Entertainment

Worth the wait? Reviews arrive for Marvel’s delayed superhero film Black Widow

The film was set to be released in May last year before the pandemic intervened.
The film was set to be released in May last year before the pandemic intervened. The film was set to be released in May last year before the pandemic intervened.

The reviews are in for Marvel’s delayed superhero blockbuster Black Widow – but was it worth the wait?

The first entry in phase four of the Marvel Cinematic Universe sees Scarlett Johansson reprising the role of former KGB spy Natasha Romanoff.

She is joined by an all-star supporting cast including Stranger Things’ David Harbour, Rachel Weisz and Florence Pugh.

Directed by Australia’s Cate Shortland, the standalone Black Widow follows the events of 2016’s Captain America: Civil War and finds Romanoff reckoning with her past.

Black Widow
Black Widow Florence Pugh stars alongside Scarlett Johansson in Black Widow, the latest blockbuster from Marvel (Disney/PA)

Originally set to arrive in May last year, the chaos of the pandemic resulted in its release date being shifted multiple times and it finally settled on July 9 in the UK.

Reviews have been largely positive and critics are broadly in agreement Black Widow is a successful addition to the MCU.

Writing in the Guardian, Peter Bradshaw gave the film four stars out of five, praising it for both being entertaining as a standalone feature while delivering something new for long-time fans.

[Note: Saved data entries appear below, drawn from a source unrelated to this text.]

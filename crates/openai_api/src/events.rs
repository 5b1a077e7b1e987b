use serde::{Deserialize, Serialize};
use serde_json::Value;

/// Stream event emitted by the parser after normalization.
#[derive(Debug, Clone, PartialEq, Eq, Serialize, Deserialize)]
#[serde(tag = "type", rename_all = "snake_case")]
pub enum ChatStreamEvent {
    /// Assistant text delta from `choices[0].delta.content`.
    TextDelta { delta: String },
    /// One entry of `choices[0].delta.tool_calls`.
    ToolCallDelta {
        index: usize,
        id: Option<String>,
        name: Option<String>,
        arguments: Option<String>,
    },
    /// `finish_reason` reported for the choice.
    Finished { reason: String },
    /// `data: [DONE]` sentinel.
    Done,
    /// In-band error object sent instead of a chunk.
    Error {
        code: Option<String>,
        message: Option<String>,
    },
}

impl ChatStreamEvent {
    /// Returns true when no further events should be read after this one.
    #[must_use]
    pub fn is_terminal(&self) -> bool {
        matches!(self, Self::Done | Self::Error { .. })
    }
}

#[derive(Debug, Deserialize)]
pub(crate) struct ChatCompletionChunk {
    #[serde(default)]
    pub choices: Vec<ChunkChoice>,
    pub error: Option<ChunkError>,
}

#[derive(Debug, Deserialize)]
pub(crate) struct ChunkChoice {
    #[serde(default)]
    pub index: usize,
    #[serde(default)]
    pub delta: Option<ChunkDelta>,
    pub finish_reason: Option<String>,
}

#[derive(Debug, Default, Deserialize)]
pub(crate) struct ChunkDelta {
    pub content: Option<String>,
    pub tool_calls: Option<Vec<ChunkToolCall>>,
}

#[derive(Debug, Deserialize)]
pub(crate) struct ChunkToolCall {
    pub index: usize,
    pub id: Option<String>,
    pub function: Option<ChunkFunction>,
}

#[derive(Debug, Deserialize)]
pub(crate) struct ChunkFunction {
    pub name: Option<String>,
    pub arguments: Option<String>,
}

#[derive(Debug, Deserialize)]
pub(crate) struct ChunkError {
    pub message: Option<String>,
    pub code: Option<Value>,
}

impl ChatCompletionChunk {
    /// Flattens one chunk into events, keeping the first choice only.
    pub(crate) fn into_events(self) -> Vec<ChatStreamEvent> {
        if let Some(error) = self.error {
            let code = error.code.and_then(|code| match code {
                Value::String(code) => Some(code),
                Value::Null => None,
                other => Some(other.to_string()),
            });
            return vec![ChatStreamEvent::Error {
                code,
                message: error.message,
            }];
        }

        let mut events = Vec::new();
        for choice in self.choices.into_iter().filter(|choice| choice.index == 0) {
            let delta = choice.delta.unwrap_or_default();

            if let Some(content) = delta.content.filter(|content| !content.is_empty()) {
                events.push(ChatStreamEvent::TextDelta { delta: content });
            }

            for call in delta.tool_calls.unwrap_or_default() {
                let (name, arguments) = match call.function {
                    Some(function) => (function.name, function.arguments),
                    None => (None, None),
                };
                events.push(ChatStreamEvent::ToolCallDelta {
                    index: call.index,
                    id: call.id,
                    name,
                    arguments,
                });
            }

            if let Some(reason) = choice.finish_reason {
                events.push(ChatStreamEvent::Finished { reason });
            }
        }

        events
    }
}
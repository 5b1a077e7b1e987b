use openai_api::{ChatCompletionRequest, FunctionTool, RequestMessage};
use serde_json::json;

#[test]
fn payload_without_tools_omits_tool_fields() {
    let request = ChatCompletionRequest::new("gpt-4o", vec![RequestMessage::new("user", "hi")]);
    let value = serde_json::to_value(&request).expect("serialize request");

    assert_eq!(value["model"], "gpt-4o");
    assert_eq!(value["stream"], true);
    assert_eq!(value["messages"][0], json!({ "role": "user", "content": "hi" }));
    assert!(value.get("tools").is_none());
    assert!(value.get("tool_choice").is_none());
    assert!(value.get("temperature").is_none());
}

#[test]
fn payload_with_tools_uses_function_shape_and_auto_choice() {
    let request = ChatCompletionRequest::new("gpt-4o", Vec::new()).with_tools(vec![
        FunctionTool::new(
            "delete_file",
            Some("Delete a file".to_string()),
            json!({ "type": "object", "properties": {} }),
        ),
    ]);
    let value = serde_json::to_value(&request).expect("serialize request");

    assert_eq!(value["tool_choice"], "auto");
    assert_eq!(value["tools"][0]["type"], "function");
    assert_eq!(value["tools"][0]["function"]["name"], "delete_file");
    assert_eq!(value["tools"][0]["function"]["description"], "Delete a file");
    assert_eq!(value["tools"][0]["function"]["parameters"]["type"], "object");
}

#[test]
fn clearing_tools_clears_tool_choice() {
    let request = ChatCompletionRequest::new("gpt-4o", Vec::new())
        .with_tools(vec![FunctionTool::new("x", None, json!({}))])
        .with_tools(Vec::new());

    assert!(request.tool_choice.is_none());
    assert!(request.tools.is_empty());
}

He suggested Harbour could be rewarded for his “scene-stealer” performance with his own film.

Black Widow
Black Widow Black Widow was delayed multiple times due to the pandemic, but the wait is almost over (Disney/PA)

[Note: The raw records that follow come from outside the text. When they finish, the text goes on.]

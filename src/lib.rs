//! Conversational coding assistant over a git-backed project directory.
//!
//! Invariant: every file mutation requested by the model becomes exactly one
//! commit whose message is the one the model supplied.
//!
//! # Public API Overview
//! - Open a project and talk to it through [`Navvy`].
//! - [`Navvy::send_message`] returns a [`Turn`], a lazy iterator that yields
//!   model text as it streams and one confirmation line per applied mutation.
//! - History lives in [`Session`]; it is never persisted.
//! - Undo and commit listing are delegated to [`ProjectRepo`].

pub mod applier;
pub mod assistant;
pub mod config;
pub mod error;
pub mod providers;
pub mod session;
pub mod tools;

pub use crate::applier::{MutationExecutor, PendingToolCall, ToolCallAccumulator, Turn};
pub use crate::assistant::Navvy;
pub use crate::config::{NavvyConfig, ProviderKind};
pub use crate::error::NavvyError;
pub use crate::session::{Session, DEFAULT_SYSTEM_MESSAGE};
pub use crate::tools::{tool_definitions, DeleteFileArgs, EditFileArgs, ToolInvocation, ToolParseError};

pub use chat_provider::{ChatMessage, ResponseFragment, Role};
pub use project_repo::{CommitInfo, ProjectFile, ProjectRepo, RepoError};
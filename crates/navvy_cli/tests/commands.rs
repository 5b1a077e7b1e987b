use navvy_cli::commands::{parse_slash_command, SlashCommand};
use pretty_assertions::assert_eq;

#[test]
fn plain_text_is_not_a_command() {
    assert_eq!(parse_slash_command("add a readme"), None);
    assert_eq!(parse_slash_command("   "), None);
}

#[test]
fn known_commands_parse() {
    assert_eq!(parse_slash_command("/help"), Some(SlashCommand::Help));
    assert_eq!(parse_slash_command("/history"), Some(SlashCommand::History));
    assert_eq!(parse_slash_command(" /clear "), Some(SlashCommand::Clear));
    assert_eq!(parse_slash_command("/commits"), Some(SlashCommand::Commits));
    assert_eq!(parse_slash_command("/quit"), Some(SlashCommand::Quit));
    assert_eq!(parse_slash_command("/exit"), Some(SlashCommand::Quit));
}

#[test]
fn undo_takes_an_optional_commit() {
    assert_eq!(parse_slash_command("/undo"), Some(SlashCommand::Undo(None)));
    assert_eq!(
        parse_slash_command("/undo 1a2b3c"),
        Some(SlashCommand::Undo(Some("1a2b3c".to_string())))
    );
}

#[test]
fn unknown_commands_keep_their_name() {
    assert_eq!(
        parse_slash_command("/rewind 3"),
        Some(SlashCommand::Unknown("/rewind".to_string()))
    );
}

Bradshaw wrote: “For fans of Black Widow and everyone else, this episode is great fun and Harbour could well ascend to spinoff greatness of his own.”

Black Widow also received four stars from the BBC’s reviewer Caryn James.

She described the film as “entertaining and full of action,” noting it was “unexpected” that Black Widow “may be the least Avenger-like movie in the series so far”.

James praised Shortland’s handling of the film’s high-octane moments, writing “she quickly demonstrates that she can create exhilarating action”.

In another four-star review, the PA news agency’s Damon Smith described Black Widow as a “hugely entertaining spy thriller”.

He applauded the film’s action sequences, script and score, which comes from Scottish composer Lorne Balfe.

Smith said while Shortland’s “vertiginous denouement falls victim to the same CGI overload as other MCU strands,” there is a “clear focus on characters in peril in the eye of a digitally rendered storm that breaks the film’s fall”.

The Hollywood Reporter’s verdict was also positive.

Shortland’s direction was commended for its “propulsive excitement, humour and pleasingly understated emotional interludes”.

The film “proves a stellar vehicle” for Johansson, while the supporting cast is “first-rate,” the review states.

And it compares Black Widow favourably to another Marvel female-led film.

The reviewer wrote: “It makes a far more satisfying female-driven MCU entry than the blandly bombastic Captain Marvel.”

Rachel Weisz
Rachel Weisz Rachel Weisz also stars in Black Widow, alongside David Harbour (Ian West/PA)

Variety celebrated Black Widow’s balance between blockbuster thrills and its more understated moments.

The film “features just enough kinetic combat to give a mainstream audience that getting-your-money’s-worth feeling,” the review states, but “most of it has a gritty, deliberate, zap-free tone that is strikingly — and intentionally — earthbound for a superhero fantasy”.

The Telegraph’s Robbie Collin offered tempered praise for Black Widow.

In a three-star review, he wrote the film is as “briskly enjoyable as the studio’s output tends to be,” but found fault with how it handles some of its heavier themes.

Villain Ray Winstone delivers “blood-curdling” commentary on the female recruits he transforms into operatives, Collin said.

However, he found “the film lacks either the nerve or the moral vocabulary to so much as spell out, let alone reckon with, the implications of his statement”.